Tratamento farmacológico
O medicamento, prescrito pelo médico ginecologista, pode ser voltado ao combate de infecção vaginal, ao combate dos sintomas neurálgicos (neuropáticos, ligados a problemas na inervação), ou ao combate da ansiedade ou outro problema psíquico.
Importante: Jamais se medique sem prescrição médica. O uso equivocado de medicamentos pode causar reações indesejadas e consequências irreparáveis.
Tratamento psicológico
Casos de dor psicogênica, comuns por exemplo em casos de vulvodínia, assim como os de incoordenação da MAP, comum nos casos de vaginismo, estão quase sempre associados a algum estresse emocional, quase sempre inconsciente. O psicólogo investigará eventuais conflitos e as origens do problema. Estar ciente do evento que desencadeou todo o processo de dor é o primeiro passo para entendê-lo, enfrentá-lo e assim resolvê-lo.

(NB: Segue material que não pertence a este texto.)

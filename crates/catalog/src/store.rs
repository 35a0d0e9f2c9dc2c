use std::collections::BTreeMap;
use std::fs;
use std::path::Path;
use std::sync::Arc;
use std::time::{SystemTime, UNIX_EPOCH};

use common::{
    CatalogEntry, MediaDetails, MediaKind, MediaRecord, MovieDetails, SongDetails, TvDetails,
};
use redb::{
    Database, ReadableTable, TableDefinition, TableError, TableHandle, WriteTransaction,
};
use serde::{Deserialize, Serialize};
use tracing::{info, warn};

use crate::CatalogError;

const MEDIA_TABLE: TableDefinition<u64, &[u8]> = TableDefinition::new("media");
const MEDIA_BY_PATH_TABLE: TableDefinition<&str, u64> = TableDefinition::new("media_by_path");
const MOVIES_TABLE: TableDefinition<u64, &[u8]> = TableDefinition::new("movies");
const TV_SHOWS_TABLE: TableDefinition<u64, &[u8]> = TableDefinition::new("tv_shows");
const SONGS_TABLE: TableDefinition<u64, &[u8]> = TableDefinition::new("songs");
const META_TABLE: TableDefinition<&str, u64> = TableDefinition::new("catalog_meta");

const META_NEXT_ID_KEY: &str = "next_id";
const META_REFRESHED_AT_KEY: &str = "refreshed_at";

#[derive(Clone, Debug, Serialize, Deserialize)]
struct MediaRow {
    kind: MediaKind,
    file_path: String,
    drive_label: String,
    size_bytes: u64,
    extension: String,
}

#[derive(Clone, Debug, Default, PartialEq, Eq, Serialize, Deserialize)]
pub struct CatalogStats {
    pub movies: usize,
    pub tv_episodes: usize,
    pub songs: usize,
}

impl CatalogStats {
    pub fn total(&self) -> usize {
        self.movies + self.tv_episodes + self.songs
    }

    fn count(&mut self, kind: MediaKind) {
        match kind {
            MediaKind::Movie => self.movies += 1,
            MediaKind::TvEpisode => self.tv_episodes += 1,
            MediaKind::Song => self.songs += 1,
        }
    }
}

#[derive(Clone, Debug, Default, PartialEq, Eq, Serialize, Deserialize)]
pub struct DriveStats {
    pub name: String,
    pub total_files: usize,
    pub total_size_bytes: u64,
    pub movies: usize,
    pub tv_shows: usize,
    pub songs: usize,
}

/// Media rows plus one detail table per kind, all keyed by the same id.
#[derive(Clone)]
pub struct CatalogStore {
    db: Arc<Database>,
}

impl CatalogStore {
    pub fn open_db(path: &Path) -> Result<Arc<Database>, CatalogError> {
        if let Some(parent) = path.parent() {
            if !parent.as_os_str().is_empty() {
                fs::create_dir_all(parent)?;
            }
        }
        let db = if path.exists() {
            Database::open(path)?
        } else {
            Database::create(path)?
        };
        Ok(Arc::new(db))
    }

    pub fn open(db: Arc<Database>) -> Result<Self, CatalogError> {
        let store = Self { db };
        store.init_tables()?;
        Ok(store)
    }

    fn init_tables(&self) -> Result<(), CatalogError> {
        let write_txn = self.db.begin_write()?;
        {
            write_txn.open_table(MEDIA_TABLE)?;
            write_txn.open_table(MEDIA_BY_PATH_TABLE)?;
            write_txn.open_table(MOVIES_TABLE)?;
            write_txn.open_table(TV_SHOWS_TABLE)?;
            write_txn.open_table(SONGS_TABLE)?;
            write_txn.open_table(META_TABLE)?;
        }
        write_txn.commit()?;
        Ok(())
    }

    /// Replaces the whole catalog with `records` in a single write
    /// transaction. On any error the transaction is aborted and the previous
    /// contents stay untouched.
    pub fn replace_all(&self, records: &[MediaRecord]) -> Result<CatalogStats, CatalogError> {
        let write_txn = self.db.begin_write()?;
        match write_catalog(&write_txn, records) {
            Ok(stats) => {
                write_txn.commit()?;
                info!(
                    "Catalog replaced: {} movies, {} episodes, {} songs",
                    stats.movies, stats.tv_episodes, stats.songs
                );
                Ok(stats)
            }
            Err(err) => {
                if let Err(abort_err) = write_txn.abort() {
                    warn!("Failed to abort catalog transaction: {}", abort_err);
                }
                warn!("Catalog replace rolled back: {}", err);
                Err(err)
            }
        }
    }

    pub fn len(&self) -> Result<u64, CatalogError> {
        let read_txn = self.db.begin_read()?;
        let table = read_txn.open_table(MEDIA_TABLE)?;
        Ok(table.len()?)
    }

    pub fn is_empty(&self) -> Result<bool, CatalogError> {
        Ok(self.len()? == 0)
    }

    /// Every media row joined with its detail row, in id order.
    pub fn list(&self) -> Result<Vec<CatalogEntry>, CatalogError> {
        let read_txn = self.db.begin_read()?;
        let media_table = read_txn.open_table(MEDIA_TABLE)?;
        let movies_table = read_txn.open_table(MOVIES_TABLE)?;
        let tv_table = read_txn.open_table(TV_SHOWS_TABLE)?;
        let songs_table = read_txn.open_table(SONGS_TABLE)?;

        let mut entries = Vec::new();
        for item in media_table.iter()? {
            let (key, value) = item?;
            let id = key.value();
            let row: MediaRow = decode_value(value.value())?;

            let detail_bytes = match row.kind {
                MediaKind::Movie => movies_table.get(id)?,
                MediaKind::TvEpisode => tv_table.get(id)?,
                MediaKind::Song => songs_table.get(id)?,
            };
            let details = match detail_bytes {
                Some(bytes) => decode_details(row.kind, bytes.value())?,
                None => {
                    warn!("Media row {} ({}) has no detail row", id, row.file_path);
                    MediaDetails::Empty {}
                }
            };

            entries.push(CatalogEntry {
                id,
                kind: row.kind,
                file_path: row.file_path,
                drive_label: row.drive_label,
                size_bytes: row.size_bytes,
                extension: row.extension,
                details,
            });
        }
        Ok(entries)
    }

    pub fn list_movies(&self) -> Result<Vec<MovieDetails>, CatalogError> {
        let read_txn = self.db.begin_read()?;
        let table = read_txn.open_table(MOVIES_TABLE)?;
        let mut movies = Vec::new();
        for item in table.iter()? {
            let (_, value) = item?;
            movies.push(decode_value(value.value())?);
        }
        Ok(movies)
    }

    pub fn stats(&self) -> Result<CatalogStats, CatalogError> {
        let read_txn = self.db.begin_read()?;
        let table = read_txn.open_table(MEDIA_TABLE)?;
        let mut stats = CatalogStats::default();
        for item in table.iter()? {
            let (_, value) = item?;
            let row: MediaRow = decode_value(value.value())?;
            stats.count(row.kind);
        }
        Ok(stats)
    }

    /// Usage grouped by drive label, sorted by name.
    pub fn drive_stats(&self) -> Result<Vec<DriveStats>, CatalogError> {
        let read_txn = self.db.begin_read()?;
        let table = read_txn.open_table(MEDIA_TABLE)?;
        let mut drives: BTreeMap<String, DriveStats> = BTreeMap::new();
        for item in table.iter()? {
            let (_, value) = item?;
            let row: MediaRow = decode_value(value.value())?;
            let drive = drives
                .entry(row.drive_label.clone())
                .or_insert_with(|| DriveStats {
                    name: row.drive_label.clone(),
                    ..DriveStats::default()
                });
            drive.total_files += 1;
            drive.total_size_bytes = drive.total_size_bytes.saturating_add(row.size_bytes);
            match row.kind {
                MediaKind::Movie => drive.movies += 1,
                MediaKind::TvEpisode => drive.tv_shows += 1,
                MediaKind::Song => drive.songs += 1,
            }
        }
        Ok(drives.into_values().collect())
    }

    pub fn refreshed_at(&self) -> Result<Option<u64>, CatalogError> {
        let read_txn = self.db.begin_read()?;
        let table = read_txn.open_table(META_TABLE)?;
        let value = table.get(META_REFRESHED_AT_KEY)?.map(|value| value.value());
        Ok(value)
    }
}

fn write_catalog(
    txn: &WriteTransaction,
    records: &[MediaRecord],
) -> Result<CatalogStats, CatalogError> {
    clear_table(txn, MEDIA_TABLE)?;
    clear_table(txn, MEDIA_BY_PATH_TABLE)?;
    clear_table(txn, MOVIES_TABLE)?;
    clear_table(txn, TV_SHOWS_TABLE)?;
    clear_table(txn, SONGS_TABLE)?;

    let mut media_table = txn.open_table(MEDIA_TABLE)?;
    let mut by_path_table = txn.open_table(MEDIA_BY_PATH_TABLE)?;
    let mut movies_table = txn.open_table(MOVIES_TABLE)?;
    let mut tv_table = txn.open_table(TV_SHOWS_TABLE)?;
    let mut songs_table = txn.open_table(SONGS_TABLE)?;
    let mut meta_table = txn.open_table(META_TABLE)?;

    let mut next_id = meta_table
        .get(META_NEXT_ID_KEY)?
        .map(|value| value.value())
        .unwrap_or(1);
    let mut stats = CatalogStats::default();

    for record in records {
        if record.details.kind() != Some(record.kind) {
            return Err(CatalogError::DetailsMismatch(record.display_path.clone()));
        }

        let id = next_id;
        next_id += 1;

        if by_path_table
            .insert(record.display_path.as_str(), id)?
            .is_some()
        {
            return Err(CatalogError::DuplicatePath(record.display_path.clone()));
        }

        let row = MediaRow {
            kind: record.kind,
            file_path: record.display_path.clone(),
            drive_label: record.drive_label.clone(),
            size_bytes: record.size_bytes,
            extension: record.extension.clone(),
        };
        let row_bytes = encode_value(&row)?;
        media_table.insert(id, row_bytes.as_slice())?;

        match &record.details {
            MediaDetails::Movie(details) => {
                let bytes = encode_value(details)?;
                movies_table.insert(id, bytes.as_slice())?;
            }
            MediaDetails::Tv(details) => {
                let bytes = encode_value(details)?;
                tv_table.insert(id, bytes.as_slice())?;
            }
            MediaDetails::Song(details) => {
                let bytes = encode_value(details)?;
                songs_table.insert(id, bytes.as_slice())?;
            }
            MediaDetails::Empty {} => {}
        }
        stats.count(record.kind);
    }

    meta_table.insert(META_NEXT_ID_KEY, next_id)?;
    meta_table.insert(META_REFRESHED_AT_KEY, now_secs())?;
    Ok(stats)
}

fn clear_table(txn: &WriteTransaction, table: impl TableHandle) -> Result<(), CatalogError> {
    match txn.delete_table(table) {
        Ok(_) => Ok(()),
        Err(TableError::TableDoesNotExist(_)) => Ok(()),
        Err(err) => Err(err.into()),
    }
}

fn decode_details(kind: MediaKind, bytes: &[u8]) -> Result<MediaDetails, CatalogError> {
    let details = match kind {
        MediaKind::Movie => MediaDetails::Movie(decode_value::<MovieDetails>(bytes)?),
        MediaKind::TvEpisode => MediaDetails::Tv(decode_value::<TvDetails>(bytes)?),
        MediaKind::Song => MediaDetails::Song(decode_value::<SongDetails>(bytes)?),
    };
    Ok(details)
}

fn encode_value<T: Serialize>(value: &T) -> Result<Vec<u8>, CatalogError> {
    Ok(bincode::serialize(value)?)
}

fn decode_value<T: for<'de> Deserialize<'de>>(bytes: &[u8]) -> Result<T, CatalogError> {
    Ok(bincode::deserialize(bytes)?)
}

fn now_secs() -> u64 {
    SystemTime::now()
        .duration_since(UNIX_EPOCH)
        .map(|value| value.as_secs())
        .unwrap_or(0)
}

Qualquer situação que envolva a sexualidade influencia intimamente o emocional. É fundamental que problemas de dor sexual sejam acompanhados por psicólogo especializado.
É comum que os diferentes tipos de dor sexual tenham algum componente físico relacionado. E este componente pode e deve ser tratado com fisioterapia específica. Técnicas visando a melhoria do conhecimento corporal, da consciência genital, da elasticidade da entrada do canal vaginal e da coordenação motora da MAP, são algumas das ferramentas que o fisioterapeuta especialista dispõe para o tratamento das dores genitais de qualquer pessoa, independente do gênero.
Liberação Miofascial
De um modo geral as dores musculares (tipo 1) são tratadas por um tripé de técnicas miofasciais compostas por 1) desativação de pontos-gatilhos; 2) massagem progressiva e 3) alongamentos progressivos, enquanto as dores conectivas (tipo 2) são tratadas pelas seis técnicas miofasciais conectivas, um conjunto de manipulações dos tecidos conectivos realizado de forma progressiva e com enfoque na reprogramação neurocentral da dor.
A fisioterapia para as disfunções de dor sexual, hoje, fazem parte do chamado padrão áureo de tratamento deste tipo de problema, o que significa o tratamento faz parte da opção de primeira escolha para os grupos de estudo e tratamento mais importantes do mundo.